#### Task brief:
Each record below should be written out again exactly as given.
--------
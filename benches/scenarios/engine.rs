//! Benchmarks for the full engine block: ingest, events, render.

use std::hint::black_box;

use criterion::{BenchmarkId, Criterion};
use saavy_grain::{synth::NoteEvent, EngineConfig, GranularEngine};

use crate::BLOCK_SIZES;

pub fn bench_engine(c: &mut Criterion) {
    let mut group = c.benchmark_group("scenarios/engine");

    for &size in BLOCK_SIZES {
        let config = EngineConfig {
            sample_rate: 48_000.0,
            max_block_size: size,
            buffer_frames: 48_000,
            ..EngineConfig::default()
        };
        let mut engine = GranularEngine::new(config).unwrap();

        let input: Vec<Vec<f32>> = (0..2)
            .map(|ch| (0..size).map(|i| ((i + ch) as f32 * 0.05).sin()).collect())
            .collect();
        let mut output = vec![vec![0.0f32; size]; 2];

        // Hold a full 16-voice chord
        let chord: Vec<NoteEvent> = (0..16).map(|i| NoteEvent::note_on(0, 48 + i * 2, 100)).collect();
        engine.process_block(input.as_slice(), output.as_mut_slice(), &chord);

        group.bench_with_input(BenchmarkId::new("sixteen_voices", size), &size, |b, _| {
            b.iter(|| {
                engine.process_block(black_box(input.as_slice()), black_box(output.as_mut_slice()), &[]);
            })
        });
    }

    group.finish();
}
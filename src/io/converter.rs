use crate::{
    io::midi::MidiEvent,
    synth::message::{NoteEvent, SynthMessage},
};

/// MIDI "All Notes Off" controller.
const CC_ALL_NOTES_OFF: u8 = 123;
/// MIDI "All Sound Off" controller, a hard cut.
const CC_ALL_SOUND_OFF: u8 = 120;

pub fn midi_to_synth(midi: MidiEvent, channel_filter: u8) -> Option<SynthMessage> {
    match midi {
        MidiEvent::NoteOn {
            channel,
            key,
            velocity,
        } if channel == channel_filter => Some(SynthMessage::NoteOn {
            note: key,
            velocity,
        }),
        MidiEvent::NoteOff {
            channel,
            key,
            velocity,
        } if channel == channel_filter => Some(SynthMessage::NoteOff {
            note: key,
            velocity,
        }),
        MidiEvent::ControlChange {
            channel,
            controller,
            ..
        } if channel == channel_filter => match controller {
            CC_ALL_NOTES_OFF => Some(SynthMessage::AllNotesOff {
                allow_tail_off: true,
            }),
            CC_ALL_SOUND_OFF => Some(SynthMessage::AllNotesOff {
                allow_tail_off: false,
            }),
            _ => None,
        },
        _ => None,
    }
}

/// Timestamp a MIDI message at `offset` frames into the current block.
pub fn midi_to_event(midi: MidiEvent, channel_filter: u8, offset: usize) -> Option<NoteEvent> {
    midi_to_synth(midi, channel_filter).map(|message| NoteEvent::new(offset, message))
}

/// Split interleaved frames into planar channels. Writes as many whole frames
/// as fit in the shortest destination channel and returns that count.
pub fn deinterleave<B: AsMut<[f32]>>(interleaved: &[f32], planar: &mut [B]) -> usize {
    let channels = planar.len();
    if channels == 0 {
        return 0;
    }

    let frames = planar
        .iter_mut()
        .map(|ch| ch.as_mut().len())
        .min()
        .unwrap_or(0)
        .min(interleaved.len() / channels);

    for (ch, dest) in planar.iter_mut().enumerate() {
        let dest = dest.as_mut();
        for (frame, sample) in dest[..frames].iter_mut().enumerate() {
            *sample = interleaved[frame * channels + ch];
        }
    }

    frames
}

/// Merge planar channels into interleaved frames. Returns the frame count.
pub fn interleave<B: AsRef<[f32]>>(planar: &[B], interleaved: &mut [f32]) -> usize {
    let channels = planar.len();
    if channels == 0 {
        return 0;
    }

    let frames = planar
        .iter()
        .map(|ch| ch.as_ref().len())
        .min()
        .unwrap_or(0)
        .min(interleaved.len() / channels);

    for (ch, src) in planar.iter().enumerate() {
        for (frame, &sample) in src.as_ref()[..frames].iter().enumerate() {
            interleaved[frame * channels + ch] = sample;
        }
    }

    frames
}

#[cfg(test)]
mod tests {
    use super::*;

    #[test]
    fn filters_by_channel() {
        let on = MidiEvent::NoteOn {
            channel: 2,
            key: 64,
            velocity: 90,
        };
        assert_eq!(midi_to_synth(on, 0), None);
        assert_eq!(
            midi_to_event(on, 2, 17),
            Some(NoteEvent::note_on(17, 64, 90))
        );
    }

    #[test]
    fn all_notes_off_controllers() {
        let cc = |controller| MidiEvent::ControlChange {
            channel: 0,
            controller,
            value: 0,
        };
        assert_eq!(
            midi_to_synth(cc(123), 0),
            Some(SynthMessage::AllNotesOff {
                allow_tail_off: true
            })
        );
        assert_eq!(
            midi_to_synth(cc(120), 0),
            Some(SynthMessage::AllNotesOff {
                allow_tail_off: false
            })
        );
        assert_eq!(midi_to_synth(cc(1), 0), None);
    }

    #[test]
    fn deinterleave_splits_frames() {
        let interleaved = [1.0, -1.0, 2.0, -2.0, 3.0, -3.0];
        let mut planar = [vec![0.0f32; 3], vec![0.0f32; 3]];

        assert_eq!(deinterleave(&interleaved, &mut planar), 3);
        assert_eq!(planar[0], vec![1.0, 2.0, 3.0]);
        assert_eq!(planar[1], vec![-1.0, -2.0, -3.0]);

        let mut back = [0.0f32; 6];
        assert_eq!(interleave(&planar, &mut back), 3);
        assert_eq!(back, interleaved);
    }

    #[test]
    fn deinterleave_stops_at_shortest_side() {
        let interleaved = [1.0, 2.0, 3.0, 4.0, 5.0];
        let mut planar = [vec![0.0f32; 4], vec![0.0f32; 4]];
        assert_eq!(deinterleave(&interleaved, &mut planar), 2);
    }
}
--------
#### Response to this exercise:
filename benches/scenarios/engine.rs
//! Benchmarks for the full engine block: ingest, events, render.

use std::hint::black_box;

use criterion::{BenchmarkId, Criterion};
use saavy_grain::{synth::NoteEvent, EngineConfig, GranularEngine};

use crate::BLOCK_SIZES;

pub fn bench_engine(c: &mut Criterion) {
    let mut group = c.benchmark_group("scenarios/engine");

    for &size in BLOCK_SIZES {
        let config = EngineConfig {
            sample_rate: 48_000.0,
            max_block_size: size,
            buffer_frames: 48_000,
            ..EngineConfig::default()
        };
        let mut engine = GranularEngine::new(config).unwrap();

        let input: Vec<Vec<f32>> = (0..2)
            .map(|ch| (0..size).map(|i| ((i + ch) as f32 * 0.05).sin()).collect())
            .collect();
        let mut output = vec![vec![0.0f32; size]; 2];

        // Hold a full 16-voice chord
        let chord: Vec<NoteEvent> = (0..16).map(|i| NoteEvent::note_on(0, 48 + i * 2, 100)).collect();
        engine.process_block(input.as_slice(), output.as_mut_slice(), &chord);

        group.bench_with_input(BenchmarkId::new("sixteen_voices", size), &size, |b, _| {
            b.iter(|| {
                engine.process_block(black_box(input.as_slice()), black_box(output.as_mut_slice()), &[]);
            })
        });
    }

    group.finish();
}
filename src/io/converter.rs
use crate::{
    io::midi::MidiEvent,
    synth::message::{NoteEvent, SynthMessage},
};

/// MIDI "All Notes Off" controller.
const CC_ALL_NOTES_OFF: u8 = 123;
/// MIDI "All Sound Off" controller, a hard cut.
const CC_ALL_SOUND_OFF: u8 = 120;

pub fn midi_to_synth(midi: MidiEvent, channel_filter: u8) -> Option<SynthMessage> {
    match midi {
        MidiEvent::NoteOn {
            channel,
            key,
            velocity,
        } if channel == channel_filter => Some(SynthMessage::NoteOn {
            note: key,
            velocity,
        }),
        MidiEvent::NoteOff {
            channel,
            key,
            velocity,
        } if channel == channel_filter => Some(SynthMessage::NoteOff {
            note: key,
            velocity,
        }),
        MidiEvent::ControlChange {
            channel,
            controller,
            ..
        } if channel == channel_filter => match controller {
            CC_ALL_NOTES_OFF => Some(SynthMessage::AllNotesOff {
                allow_tail_off: true,
            }),
            CC_ALL_SOUND_OFF => Some(SynthMessage::AllNotesOff {
                allow_tail_off: false,
            }),
            _ => None,
        },
        _ => None,
    }
}

/// Timestamp a MIDI message at `offset` frames into the current block.
pub fn midi_to_event(midi: MidiEvent, channel_filter: u8, offset: usize) -> Option<NoteEvent> {
    midi_to_synth(midi, channel_filter).map(|message| NoteEvent::new(offset, message))
}

/// Split interleaved frames into planar channels. Writes as many whole frames
/// as fit in the shortest destination channel and returns that count.
pub fn deinterleave<B: AsMut<[f32]>>(interleaved: &[f32], planar: &mut [B]) -> usize {
    let channels = planar.len();
    if channels == 0 {
        return 0;
    }

    let frames = planar
        .iter_mut()
        .map(|ch| ch.as_mut().len())
        .min()
        .unwrap_or(0)
        .min(interleaved.len() / channels);

    for (ch, dest) in planar.iter_mut().enumerate() {
        let dest = dest.as_mut();
        for (frame, sample) in dest[..frames].iter_mut().enumerate() {
            *sample = interleaved[frame * channels + ch];
        }
    }

    frames
}

/// Merge planar channels into interleaved frames. Returns the frame count.
pub fn interleave<B: AsRef<[f32]>>(planar: &[B], interleaved: &mut [f32]) -> usize {
    let channels = planar.len();
    if channels == 0 {
        return 0;
    }

    let frames = planar
        .iter()
        .map(|ch| ch.as_ref().len())
        .min()
        .unwrap_or(0)
        .min(interleaved.len() / channels);

    for (ch, src) in planar.iter().enumerate() {
        for (frame, &sample) in src.as_ref()[..frames].iter().enumerate() {
            interleaved[frame * channels + ch] = sample;
        }
    }

    frames
}

#[cfg(test)]
mod tests {
    use super::*;

    #[test]
    fn filters_by_channel() {
        let on = MidiEvent::NoteOn {
            channel: 2,
            key: 64,
            velocity: 90,
        };
        assert_eq!(midi_to_synth(on, 0), None);
        assert_eq!(
            midi_to_event(on, 2, 17),
            Some(NoteEvent::note_on(17, 64, 90))
        );
    }

    #[test]
    fn all_notes_off_controllers() {
        let cc = |controller| MidiEvent::ControlChange {
            channel: 0,
            controller,
            value: 0,
        };
        assert_eq!(
            midi_to_synth(cc(123), 0),
            Some(SynthMessage::AllNotesOff {
                allow_tail_off: true
            })
        );
        assert_eq!(
            midi_to_synth(cc(120), 0),
            Some(SynthMessage::AllNotesOff {
                allow_tail_off: false
            })
        );
        assert_eq!(midi_to_synth(cc(1), 0), None);
    }

    #[test]
    fn deinterleave_splits_frames() {
        let interleaved = [1.0, -1.0, 2.0, -2.0, 3.0, -3.0];
        let mut planar = [vec![0.0f32; 3], vec![0.0f32; 3]];

        assert_eq!(deinterleave(&interleaved, &mut planar), 3);
        assert_eq!(planar[0], vec![1.0, 2.0, 3.0]);
        assert_eq!(planar[1], vec![-1.0, -2.0, -3.0]);

        let mut back = [0.0f32; 6];
        assert_eq!(interleave(&planar, &mut back), 3);
        assert_eq!(back, interleaved);
    }

    #[test]
    fn deinterleave_stops_at_shortest_side() {
        let interleaved = [1.0, 2.0, 3.0, 4.0, 5.0];
        let mut planar = [vec![0.0f32; 4], vec![0.0f32; 4]];
        assert_eq!(deinterleave(&interleaved, &mut planar), 2);
    }
}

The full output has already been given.